### Work to be completed
Where a line contains the word "chars", copy that line from the records below.

---------- Data ----------

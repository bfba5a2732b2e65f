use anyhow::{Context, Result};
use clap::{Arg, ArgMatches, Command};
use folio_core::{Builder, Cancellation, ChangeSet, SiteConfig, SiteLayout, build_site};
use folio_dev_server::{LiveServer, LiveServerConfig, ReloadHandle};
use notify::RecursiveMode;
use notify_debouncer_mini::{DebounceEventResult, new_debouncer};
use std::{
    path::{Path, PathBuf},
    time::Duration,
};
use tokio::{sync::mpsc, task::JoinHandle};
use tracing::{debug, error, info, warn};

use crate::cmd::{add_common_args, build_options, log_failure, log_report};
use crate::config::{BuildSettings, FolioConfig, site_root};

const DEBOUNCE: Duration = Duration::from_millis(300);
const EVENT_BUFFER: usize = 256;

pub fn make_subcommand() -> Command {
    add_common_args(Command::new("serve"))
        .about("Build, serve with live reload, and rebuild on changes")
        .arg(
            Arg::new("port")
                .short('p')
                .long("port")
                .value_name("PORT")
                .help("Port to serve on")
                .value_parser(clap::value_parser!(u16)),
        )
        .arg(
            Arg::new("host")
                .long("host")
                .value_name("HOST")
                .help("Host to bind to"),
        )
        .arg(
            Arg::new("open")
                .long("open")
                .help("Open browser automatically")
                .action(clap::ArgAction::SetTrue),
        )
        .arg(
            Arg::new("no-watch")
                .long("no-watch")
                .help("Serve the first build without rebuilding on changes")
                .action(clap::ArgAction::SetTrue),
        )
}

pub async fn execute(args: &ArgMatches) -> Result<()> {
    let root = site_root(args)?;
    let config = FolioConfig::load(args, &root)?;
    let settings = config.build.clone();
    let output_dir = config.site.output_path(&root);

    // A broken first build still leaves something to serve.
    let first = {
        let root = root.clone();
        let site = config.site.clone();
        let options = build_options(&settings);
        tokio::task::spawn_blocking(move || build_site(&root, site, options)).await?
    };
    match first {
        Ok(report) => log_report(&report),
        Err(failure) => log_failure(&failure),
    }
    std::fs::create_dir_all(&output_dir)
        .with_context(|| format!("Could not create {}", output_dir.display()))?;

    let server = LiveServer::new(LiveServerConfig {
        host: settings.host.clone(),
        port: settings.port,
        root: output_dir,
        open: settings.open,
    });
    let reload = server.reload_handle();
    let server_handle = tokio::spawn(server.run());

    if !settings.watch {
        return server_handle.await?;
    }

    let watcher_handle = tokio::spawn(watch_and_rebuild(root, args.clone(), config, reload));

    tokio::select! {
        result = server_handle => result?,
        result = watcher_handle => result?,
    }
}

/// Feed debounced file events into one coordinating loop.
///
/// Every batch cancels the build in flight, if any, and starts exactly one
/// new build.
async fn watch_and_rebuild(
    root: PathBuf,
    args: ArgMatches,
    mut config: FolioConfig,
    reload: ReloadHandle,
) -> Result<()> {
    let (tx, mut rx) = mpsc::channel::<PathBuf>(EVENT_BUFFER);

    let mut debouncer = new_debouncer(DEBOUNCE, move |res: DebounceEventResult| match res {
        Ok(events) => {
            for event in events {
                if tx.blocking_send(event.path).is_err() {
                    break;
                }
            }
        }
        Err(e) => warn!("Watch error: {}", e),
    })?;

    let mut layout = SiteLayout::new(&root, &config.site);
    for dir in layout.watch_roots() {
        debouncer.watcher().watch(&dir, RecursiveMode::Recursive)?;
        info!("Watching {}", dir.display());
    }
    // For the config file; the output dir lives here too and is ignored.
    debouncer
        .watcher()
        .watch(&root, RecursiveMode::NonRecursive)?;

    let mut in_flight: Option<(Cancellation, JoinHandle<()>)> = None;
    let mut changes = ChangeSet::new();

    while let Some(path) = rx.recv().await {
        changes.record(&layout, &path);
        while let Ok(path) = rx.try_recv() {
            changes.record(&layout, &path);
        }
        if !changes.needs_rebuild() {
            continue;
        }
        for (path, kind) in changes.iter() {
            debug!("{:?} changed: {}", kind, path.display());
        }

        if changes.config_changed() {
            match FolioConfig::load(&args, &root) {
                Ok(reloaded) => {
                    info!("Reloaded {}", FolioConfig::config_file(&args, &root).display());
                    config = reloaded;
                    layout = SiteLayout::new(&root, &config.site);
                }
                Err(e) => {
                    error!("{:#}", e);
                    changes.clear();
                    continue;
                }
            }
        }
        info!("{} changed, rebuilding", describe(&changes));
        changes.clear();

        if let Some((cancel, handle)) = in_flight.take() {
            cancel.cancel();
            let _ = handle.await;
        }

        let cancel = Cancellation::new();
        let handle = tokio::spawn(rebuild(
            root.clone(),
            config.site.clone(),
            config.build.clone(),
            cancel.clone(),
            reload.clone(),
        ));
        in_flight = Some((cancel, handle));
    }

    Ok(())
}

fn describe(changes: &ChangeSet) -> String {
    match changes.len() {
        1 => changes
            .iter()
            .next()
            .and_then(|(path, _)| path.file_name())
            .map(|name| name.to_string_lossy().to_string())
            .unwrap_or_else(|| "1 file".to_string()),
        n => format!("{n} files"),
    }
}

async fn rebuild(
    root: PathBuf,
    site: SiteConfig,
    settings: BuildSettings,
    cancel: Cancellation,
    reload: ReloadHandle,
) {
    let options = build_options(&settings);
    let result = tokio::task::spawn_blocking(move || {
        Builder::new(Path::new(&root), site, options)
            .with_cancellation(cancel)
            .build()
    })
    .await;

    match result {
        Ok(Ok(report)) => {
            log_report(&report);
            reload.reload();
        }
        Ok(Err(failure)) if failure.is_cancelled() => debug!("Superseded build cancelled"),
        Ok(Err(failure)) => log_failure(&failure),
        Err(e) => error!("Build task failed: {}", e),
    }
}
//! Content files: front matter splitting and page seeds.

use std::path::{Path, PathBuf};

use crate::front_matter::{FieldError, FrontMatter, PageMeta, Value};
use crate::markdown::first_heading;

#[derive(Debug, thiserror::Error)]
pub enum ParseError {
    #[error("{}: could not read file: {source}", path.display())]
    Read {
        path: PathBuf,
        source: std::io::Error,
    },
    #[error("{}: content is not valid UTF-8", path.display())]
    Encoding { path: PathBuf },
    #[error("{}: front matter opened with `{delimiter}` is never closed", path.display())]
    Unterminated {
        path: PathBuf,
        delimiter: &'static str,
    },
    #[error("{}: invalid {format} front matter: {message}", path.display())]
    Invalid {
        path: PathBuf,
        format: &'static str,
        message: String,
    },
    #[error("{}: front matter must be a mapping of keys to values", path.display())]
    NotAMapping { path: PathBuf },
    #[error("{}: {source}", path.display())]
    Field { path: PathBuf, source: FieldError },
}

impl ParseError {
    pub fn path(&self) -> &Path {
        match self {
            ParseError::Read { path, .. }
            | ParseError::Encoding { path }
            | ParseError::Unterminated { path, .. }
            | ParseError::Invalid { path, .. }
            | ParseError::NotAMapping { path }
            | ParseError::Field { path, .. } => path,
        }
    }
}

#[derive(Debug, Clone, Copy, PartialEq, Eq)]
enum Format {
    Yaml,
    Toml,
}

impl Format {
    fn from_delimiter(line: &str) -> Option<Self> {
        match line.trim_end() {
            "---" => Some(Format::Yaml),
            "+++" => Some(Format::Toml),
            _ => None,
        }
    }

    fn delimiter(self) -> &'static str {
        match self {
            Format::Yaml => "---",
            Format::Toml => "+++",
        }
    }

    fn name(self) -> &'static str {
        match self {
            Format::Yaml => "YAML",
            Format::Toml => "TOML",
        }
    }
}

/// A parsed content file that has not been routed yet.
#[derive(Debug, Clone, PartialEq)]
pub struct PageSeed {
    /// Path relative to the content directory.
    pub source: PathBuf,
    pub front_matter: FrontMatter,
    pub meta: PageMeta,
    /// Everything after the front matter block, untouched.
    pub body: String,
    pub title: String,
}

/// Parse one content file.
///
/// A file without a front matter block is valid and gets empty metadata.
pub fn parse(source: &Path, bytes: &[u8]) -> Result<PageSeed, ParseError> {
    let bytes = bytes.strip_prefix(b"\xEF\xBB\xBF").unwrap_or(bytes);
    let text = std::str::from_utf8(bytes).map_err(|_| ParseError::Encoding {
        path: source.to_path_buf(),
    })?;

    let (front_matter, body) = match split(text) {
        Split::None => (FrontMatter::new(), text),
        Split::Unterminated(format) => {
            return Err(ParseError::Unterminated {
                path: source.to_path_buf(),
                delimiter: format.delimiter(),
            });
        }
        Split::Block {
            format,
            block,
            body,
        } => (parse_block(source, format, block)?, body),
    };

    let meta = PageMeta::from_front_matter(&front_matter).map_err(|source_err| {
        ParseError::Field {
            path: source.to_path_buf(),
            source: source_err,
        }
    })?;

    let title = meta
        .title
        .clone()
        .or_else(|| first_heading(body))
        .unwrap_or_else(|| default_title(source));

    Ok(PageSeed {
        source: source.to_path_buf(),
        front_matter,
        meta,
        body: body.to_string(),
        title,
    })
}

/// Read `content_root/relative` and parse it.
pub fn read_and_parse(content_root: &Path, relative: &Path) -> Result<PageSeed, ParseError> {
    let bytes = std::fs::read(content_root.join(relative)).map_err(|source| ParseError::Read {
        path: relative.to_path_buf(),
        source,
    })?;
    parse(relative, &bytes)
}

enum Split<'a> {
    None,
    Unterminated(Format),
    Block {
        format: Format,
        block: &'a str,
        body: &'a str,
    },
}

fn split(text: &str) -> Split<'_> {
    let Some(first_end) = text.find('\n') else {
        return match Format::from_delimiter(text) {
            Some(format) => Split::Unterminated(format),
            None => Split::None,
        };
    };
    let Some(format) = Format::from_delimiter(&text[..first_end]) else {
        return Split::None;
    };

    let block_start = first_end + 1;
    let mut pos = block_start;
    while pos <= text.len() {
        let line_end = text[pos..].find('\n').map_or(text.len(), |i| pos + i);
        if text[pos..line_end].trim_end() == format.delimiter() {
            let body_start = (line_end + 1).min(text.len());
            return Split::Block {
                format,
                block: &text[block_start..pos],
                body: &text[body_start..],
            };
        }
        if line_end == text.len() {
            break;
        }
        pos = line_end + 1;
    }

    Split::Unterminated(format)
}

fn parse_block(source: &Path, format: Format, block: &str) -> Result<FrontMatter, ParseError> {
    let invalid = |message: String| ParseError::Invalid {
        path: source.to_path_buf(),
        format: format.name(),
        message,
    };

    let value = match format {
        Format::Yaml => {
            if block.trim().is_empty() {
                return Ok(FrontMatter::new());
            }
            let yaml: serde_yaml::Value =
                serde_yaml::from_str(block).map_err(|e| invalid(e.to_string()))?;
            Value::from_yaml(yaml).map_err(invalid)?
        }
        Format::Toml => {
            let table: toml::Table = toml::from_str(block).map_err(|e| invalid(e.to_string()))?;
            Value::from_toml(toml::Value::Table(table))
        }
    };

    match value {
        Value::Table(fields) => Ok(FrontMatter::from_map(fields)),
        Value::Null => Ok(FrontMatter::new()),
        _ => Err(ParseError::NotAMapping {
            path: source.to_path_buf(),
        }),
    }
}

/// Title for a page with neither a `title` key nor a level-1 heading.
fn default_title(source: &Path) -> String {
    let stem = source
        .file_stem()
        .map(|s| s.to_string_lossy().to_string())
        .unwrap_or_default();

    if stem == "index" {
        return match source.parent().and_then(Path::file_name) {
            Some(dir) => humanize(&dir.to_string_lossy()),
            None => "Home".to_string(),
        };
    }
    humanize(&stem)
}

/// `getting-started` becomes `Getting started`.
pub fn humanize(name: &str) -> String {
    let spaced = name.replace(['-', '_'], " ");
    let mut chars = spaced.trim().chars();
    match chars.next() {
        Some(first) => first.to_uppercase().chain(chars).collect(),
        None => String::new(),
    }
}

----------

### Task result
    let mut chars = spaced.trim().chars();
    match chars.next() {
        Some(first) => first.to_uppercase().chain(chars).collect(),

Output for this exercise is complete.